I am sure that you have always been told to tell the truth, right?


Well, today, I’m going to tell you three truths that the graduates here have learned.


I’m also going to tell you three lies... not so that you believe them but so that you can reject them when you hear them. (Think of it as Dr. Klaassen teaching you fallacies so that you can avoid them.)


Let’s start with the truths.

The first truth: God is the only solid ground on which we can stand.

Ottawa is in an earthquake zone. We’re on a fault line, and from time to time there are earthquakes here. I was in a building during an earthquake here and the whole building started moving like a wave on the sea. This ground under our feet, right here, is not solid. Just ask the LRT engineers!

But God is a solid foundation. There are no fault lines in God. In fact, God is the only solid ground there is. And since our faith in God brings us into a relationship with God that makes us one with Him, our faith in God puts us on solid ground, too, the only solid ground there is.

The second truth: God has always made Himself known.

You can see the floor here, but it’s not solid, as I just said. But God is solid ground, and God is here even if you can’t see Him. That’s right: even in this shaky world in which we live, this “low world” as Elizabeth Barrett Browning called it, God is here and makes Himself known to us. How?

The graduates know this poem by Christina Rossetti:

Who has seen the wind?

Neither I nor you.

But when the leaves hang trembling,

The wind is passing through.

Who has seen the wind?

Neither you nor I.

But when the trees bow down their heads,

The wind is passing by.

Does anyone doubt that wind is real? Of course not, especially after a storm like the one we had in Ottawa! But, who here in Ottawa has seen the wind? Like the wind, God may not make Himself known directly to us, but God does make Himself known to us...

- In the Bible.

- In the experiences of men and women recorded in the great literature you read.

- In the mysteries of mathematical beauty that we explore not only in mathematics but also in great art and great music and great poetry, all of which tell of an amazing world created by God we can’t see.

- In the love of parents, good friends, and perhaps one day a marriage partner, with whom you will laugh or weep as one person, just as God makes us one with Him through faith.

The third truth: God has given us the minds by which to know Him.

God hasn’t made Himself known to rocks, or to trees, or to dogs, even though He made them all. God the Maker has made Himself known uniquely to us who were made in His image. We’re the ones to whom He gave minds to know Him and to love Him. You couldn’t read the Scriptures and great literature or explore the mysteries of mathematical beauty in the world if God hadn’t gifted you with minds to do so. You couldn’t appreciate great art, great music, or great poetry if you hadn’t been given a spirit that was able to enjoy them. You couldn’t imagine the way things could be if God hadn’t given you a mind to think in new ways.

Following sunset, especially if you are on the prairie, we can turn toward the heavens and see what the ancients also saw: the majestic hand of the Creator in the beauty of the stars and perhaps we can even hear the music of the spheres as they whirl beautifully through the universe.

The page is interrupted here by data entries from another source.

//! End-to-end scenarios against an in-memory document store, a mock
//! cluster driver and a recording agent client — no real cluster or
//! network I/O.

use std::sync::Arc;

use arha_controller::agent_client::recording::RecordingAgentClient;
use arha_controller::allocator::Strategy;
use arha_controller::cluster::mock::MockClusterDriver;
use arha_controller::cluster::ClusterDriver;
use arha_controller::coordinator::Coordinator;
use arha_controller::domain::{FrequencyLimit, Service, ServiceSpec, Subscription};
use arha_controller::placement::Placement;
use arha_controller::store::{DocumentStore, Documents, InMemoryDocumentStore};

fn pose_spec() -> ServiceSpec {
    ServiceSpec {
        service_type: "pose".into(),
        work_ability: [("n1".to_string(), 10.0), ("n2".to_string(), 25.0)].into(),
        frequency_limit: FrequencyLimit::new(5.0, 3.0),
        gpu_memory_request: 2048,
    }
}

fn service(pod_ip: &str, node_name: &str, host_port: u16, workload_limit: f64, current_connection: u32) -> Service {
    Service {
        pod_ip: pod_ip.to_string(),
        host_ip: format!("10.0.0.{host_port}"),
        host_port,
        node_name: node_name.to_string(),
        service_type: "pose".to_string(),
        current_connection,
        frequency_limit: FrequencyLimit::new(5.0, 3.0),
        current_frequency: 5.0,
        workload_limit,
    }
}

async fn build_coordinator() -> (Coordinator, Arc<InMemoryDocumentStore>, Arc<RecordingAgentClient>) {
    let store = Arc::new(InMemoryDocumentStore::new());
    let cluster: Arc<dyn ClusterDriver> = Arc::new(MockClusterDriver::new());
    let agent_client = Arc::new(RecordingAgentClient::new());
    let dyn_store: Arc<dyn DocumentStore> = store.clone();
    let placement = Placement::new(
        cluster,
        dyn_store.clone(),
        "service_yaml",
        30_500..=30_999,
        std::time::Duration::from_millis(10),
        1,
        Strategy::WorkloadAware,
    );
    let dyn_agent: Arc<dyn arha_controller::agent_client::AgentClient> = agent_client.clone();
    let coordinator = Coordinator::new(dyn_store, placement, dyn_agent, Strategy::WorkloadAware);
    (coordinator, store, agent_client)
}

/// S1: a single fresh pod, one agent subscribes at default frequency.
#[tokio::test]
async fn s1_fresh_subscribe() {
    let (coordinator, store, _agents) = build_coordinator().await;
    let docs = Documents::new(store.as_ref());
    docs.save_service_specs(&[pose_spec()]).await.unwrap();
    docs.save_services(&[service("10.0.0.1", "n1", 30500, 10.0, 0)]).await.unwrap();

    let outcome = coordinator.subscribe("1.1.1.1", 9000, "pose").await.unwrap();
    assert_eq!(outcome.host_ip, "10.0.0.30500");
    assert_eq!(outcome.host_port, 30500);
    assert_eq!(outcome.frequency, 5.0);

    let services = docs.load_services().await.unwrap();
    assert_eq!(services[0].current_connection, 1);
    let subs = docs.load_subscriptions().await.unwrap();
    assert_eq!(subs.len(), 1);
}

/// S3: scaling reject when no eligible node exists for a new pod.
#[tokio::test]
async fn s3_scaling_reject_with_no_eligible_node() {
    let (coordinator, store, _agents) = build_coordinator().await;
    let docs = Documents::new(store.as_ref());
    docs.save_service_specs(&[pose_spec()]).await.unwrap();
    docs.save_services(&[service("10.0.0.1", "n1", 30500, 5.0, 1)]).await.unwrap();
    docs.save_subscriptions(&[Subscription {
        agent_ip: "1.1.1.1".into(),
        agent_port: 9000,
        service_type: "pose".into(),
        pod_ip: "10.0.0.1".into(),
        node_name: "n1".into(),
    }])
    .await
    .unwrap();

    // No computing nodes are registered with the mock cluster driver, so
    // placement cannot find room for a second pod: the subscription is
    // rejected rather than degraded below the minimum frequency.
    let err = coordinator.subscribe("2.2.2.2", 9001, "pose").await.unwrap_err();
    assert_eq!(err.to_string(), "reject the subscription");

    let services = docs.load_services().await.unwrap();
    assert_eq!(services[0].current_connection, 1);
    assert!(docs.load_subscriptions().await.unwrap().is_empty());
}

/// S4: degraded placement once default-rate room runs out, still feasible.
#[tokio::test]
async fn s4_degraded_placement() {
    let (coordinator, store, _agents) = build_coordinator().await;
    let docs = Documents::new(store.as_ref());
    docs.save_service_specs(&[pose_spec()]).await.unwrap();
    docs.save_services(&[service("10.0.0.1", "n1", 30500, 9.0, 1)]).await.unwrap();
    docs.save_subscriptions(&[Subscription {
        agent_ip: "1.1.1.1".into(),
        agent_port: 9000,
        service_type: "pose".into(),
        pod_ip: "10.0.0.1".into(),
        node_name: "n1".into(),
    }])
    .await
    .unwrap();

    let outcome = coordinator.subscribe("3.3.3.3", 9002, "pose").await.unwrap();
    assert_eq!(outcome.frequency, 4.5);

    let services = docs.load_services().await.unwrap();
    assert_eq!(services[0].current_connection, 2);
    assert_eq!(services[0].current_frequency, 4.5);
}

/// S6: unsubscribing releases the connection slot and removes the subscription.
#[tokio::test]
async fn s6_unsubscribe() {
    let (coordinator, store, _agents) = build_coordinator().await;
    let docs = Documents::new(store.as_ref());
    docs.save_service_specs(&[pose_spec()]).await.unwrap();
    docs.save_services(&[service("10.0.0.1", "n1", 30500, 10.0, 0)]).await.unwrap();

    coordinator.subscribe("1.1.1.1", 9000, "pose").await.unwrap();
    coordinator.unsubscribe("1.1.1.1", 9000).await.unwrap();

    let services = docs.load_services().await.unwrap();
    assert_eq!(services[0].current_connection, 0);
    assert!(docs.load_subscriptions().await.unwrap().is_empty());
}

/// S5: a node failure re-homes its agents onto the surviving pod when
/// capacity allows, and each re-homed agent is notified once.
#[tokio::test]
async fn s5_node_failure_rehomes_agents() {
    let (coordinator, store, agents) = build_coordinator().await;
    let docs = Documents::new(store.as_ref());
    docs.save_service_specs(&[pose_spec()]).await.unwrap();
    docs.save_services(&[
        service("10.0.0.1", "n1", 30500, 15.0, 2),
        service("10.0.0.2", "n2", 30501, 25.0, 2),
    ])
    .await
    .unwrap();
    docs.save_subscriptions(&[
        Subscription { agent_ip: "a1".into(), agent_port: 1, service_type: "pose".into(), pod_ip: "10.0.0.1".into(), node_name: "n1".into() },
        Subscription { agent_ip: "a2".into(), agent_port: 2, service_type: "pose".into(), pod_ip: "10.0.0.1".into(), node_name: "n1".into() },
        Subscription { agent_ip: "a3".into(), agent_port: 3, service_type: "pose".into(), pod_ip: "10.0.0.2".into(), node_name: "n2".into() },
        Subscription { agent_ip: "a4".into(), agent_port: 4, service_type: "pose".into(), pod_ip: "10.0.0.2".into(), node_name: "n2".into() },
    ])
    .await
    .unwrap();

    coordinator.alert_workernode_failure("n1").await.unwrap();

    let services = docs.load_services().await.unwrap();
    assert_eq!(services.len(), 1);
    assert_eq!(services[0].node_name, "n2");
    assert_eq!(services[0].current_connection, 4);

    let subs = docs.load_subscriptions().await.unwrap();
    assert_eq!(subs.len(), 4);
    assert!(subs.iter().all(|s| s.pod_ip == "10.0.0.2"));

    // a1 and a2 (ex-n1) must each have gotten one reconfiguration call
    // pointing at the survivor; a3/a4 were already there and may have
    // just had their frequency refreshed.
    let calls = agents.calls().await;
    assert!(calls.iter().any(|c| c.agent_ip == "a1"));
    assert!(calls.iter().any(|c| c.agent_ip == "a2"));
}
//! End-to-end lowering tests against the §8.2 scenarios. These assert on
//! the shape of the emitted assembly text — the crate does not assemble or
//! execute anything, so the checks are for the instruction sequences and
//! section structure the scenarios are required to produce.

use runac_util::Handler;

use crate::generate;

fn compile(source: &str) -> String {
    let handler = Handler::new();
    let mut parser = runac_par::Parser::new(source, &handler);
    let program = parser.parse_program();
    let types = runac_sem::TypeTable::from_program(&program, &handler);
    generate(&program, &types, &handler)
}

#[test]
fn sections_appear_in_the_required_order() {
    let asm = compile("Process called \"main\" returns Integer:\n  Return 0\nEnd Process");
    let rodata = asm.find(".section .rodata").unwrap();
    let data = asm.find(".section .data").unwrap();
    let bss = asm.find(".section .bss").unwrap();
    let text = asm.find(".text").unwrap();
    let trailer = asm.find(".section .note.GNU-stack").unwrap();
    assert!(rodata < data && data < bss && bss < text && text < trailer);
}

#[test]
fn s1_left_fold_arithmetic() {
    let asm = compile(
        "Process called \"main\" returns Integer:\n  \
         Let x be 2 plus 3 multiplied by 4\n  \
         Return x\nEnd Process",
    );
    // Left fold: (2 plus 3) first, then the sum multiplied by 4.
    assert!(asm.contains("movq $2, %rax"));
    assert!(asm.contains("addq %rbx, %rax"));
    assert!(asm.contains("imulq %rbx, %rax"));
}

#[test]
fn s2_string_print_interns_and_calls_print_string() {
    let asm = compile(
        "Process called \"main\" returns Integer:\n  \
         Print \"Hello, world!\"\n  \
         Return 0\nEnd Process",
    );
    assert!(asm.contains(".string \"Hello, world!\""));
    assert!(asm.contains("call print_string"));
}

#[test]
fn s3_factorial_recurses_with_a_direct_call() {
    let asm = compile(
        "Process called \"fact\" takes n as Integer returns Integer:\n  \
         If n is less than 2:\n    Return 1\n  End If\n  \
         Return n multiplied by fact(n minus 1)\n\
         End Process\n\
         Process called \"main\" returns Integer:\n  Return fact(5)\nEnd Process",
    );
    assert!(asm.contains(".globl fact"));
    assert!(asm.contains("call fact"));
    assert!(!asm.contains("call fact@PLT"));
}

#[test]
fn s4_struct_field_access_uses_rbp_relative_addressing() {
    let asm = compile(
        "Type called \"Point\":\n  x as Integer,\n  y as Integer\nEnd Type\n\
         Process called \"main\" returns Integer:\n  \
         Let p be Point\n  Set p.x to 7\n  Set p.y to 35\n  \
         Return p.x plus p.y\nEnd Process",
    );
    // The zero-initialization path should clear both 8-byte slots.
    assert!(asm.contains("movq $0, -8(%rbp)") || asm.contains("movq $0, -16(%rbp)"));
    // The second field's address is the first field's plus 8.
    assert!(asm.contains("addq $8, %rbx"));
}

#[test]
fn s5_variant_constructor_and_match_tag_dispatch() {
    let asm = compile(
        "Type Shape is\n  | Circle with radius as Integer\n  | Square with side as Integer\n\
         Process called \"area\" takes s as Shape returns Integer:\n  \
         Match s:\n    \
         When Circle with radius as r:\n      Return r multiplied by r multiplied by 3\n    End When\n    \
         When Square with side as a:\n      Return a multiplied by a\n    End When\n  \
         End Match\nEnd Process\n\
         Process called \"main\" returns Integer:\n  \
         Let c be Circle with radius as 4\n  Return area(c)\nEnd Process",
    );
    assert!(asm.contains("call malloc"));
    assert!(asm.contains("movq $0, (%rax)")); // Circle is tag 0
    assert!(asm.contains(".match_case_"));
    assert!(asm.contains(".match_end_"));
    assert!(asm.contains("cmpq $0, %rdx"));
    assert!(asm.contains("cmpq $1, %rdx"));
}

#[test]
fn s6_while_break_and_continue_target_the_same_loop() {
    let asm = compile(
        "Process called \"main\" returns Integer:\n  \
         Let i be 0\n  Let sum be 0\n  \
         While i is less than 10:\n    \
         Set i to i plus 1\n    \
         If i is equal to 5:\n      Continue\n    End If\n    \
         If i is greater than 8:\n      Break\n    End If\n    \
         Set sum to sum plus i\n  \
         End While\n  Return sum\nEnd Process",
    );
    assert!(asm.matches("_loop").count() >= 1);
    assert!(asm.contains("jmp ") && asm.contains("_loop"));
    assert!(asm.contains("_end"));
}

#[test]
fn division_by_zero_guards_with_a_fresh_label_pair() {
    let asm = compile(
        "Process called \"main\" returns Integer:\n  \
         Return 10 divided by 0\nEnd Process",
    );
    assert!(asm.contains(".Ldiv_by_zero_"));
    assert!(asm.contains(".Ldiv_done_"));
}

#[test]
fn synthesized_main_is_emitted_when_no_main_exists() {
    let asm = compile(
        "Process called \"entry\" returns Integer:\n  Return 7\nEnd Process",
    );
    assert!(asm.contains(".globl main"));
    assert!(asm.contains("call entry"));
    assert!(asm.contains("movq $60, %rax"));
    assert!(asm.contains("syscall"));
}

#[test]
fn falling_off_the_end_without_return_records_a_codegen_warning() {
    let handler = Handler::new();
    let mut parser = runac_par::Parser::new(
        "Process called \"main\" returns Integer:\n  Print \"no return\"\nEnd Process",
        &handler,
    );
    let program = parser.parse_program();
    let types = runac_sem::TypeTable::from_program(&program, &handler);
    let _asm = generate(&program, &types, &handler);
    assert_eq!(handler.warning_count(), 1);
}

#[test]
fn more_than_six_parameters_still_compiles() {
    let asm = compile(
        "Process called \"seven\" takes a as Integer, b as Integer, c as Integer, d as Integer, \
         e as Integer, f as Integer, g as Integer returns Integer:\n  \
         Return g\nEnd Process\n\
         Process called \"main\" returns Integer:\n  \
         Return seven(1, 2, 3, 4, 5, 6, 7)\nEnd Process",
    );
    assert!(asm.contains("16(%rbp)"));
}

Or on a beautiful October morning this coming Fall, maybe you’ll go out for a walk among the stillness of the trees and listen and hear God walking beside you. When you do, you will be beguiled by what you hear.

Yes, be beguiled by God, but don’t be beguiled by lies. And so here, let me conclude by telling you about three lies that you must reject.

First lie: The belief that it’s always going to be easy to know and understand God.

That’s a lie. Yes, it’s true, as I just said, that God makes Himself known to us even in this “low world”. But this world around us doesn’t always go the way that we think it should go. And so sometimes we think that God isn’t here anymore. Friends disappoint us. We make mistakes, even very bad mistakes. People around us get sick and die. Like a young boy in a prairie town who tried to see God and found it difficult, there are times when we will find it hard to know that God is there.

But, in those times, when it is not easy to find God and to understand what God is doing, those are the times when it is especially important to remember the truth: God, the solid ground, is still there, and God is the only solid ground we have to stand on.

Second lie: Once our problems are over, everything will go back to being normal.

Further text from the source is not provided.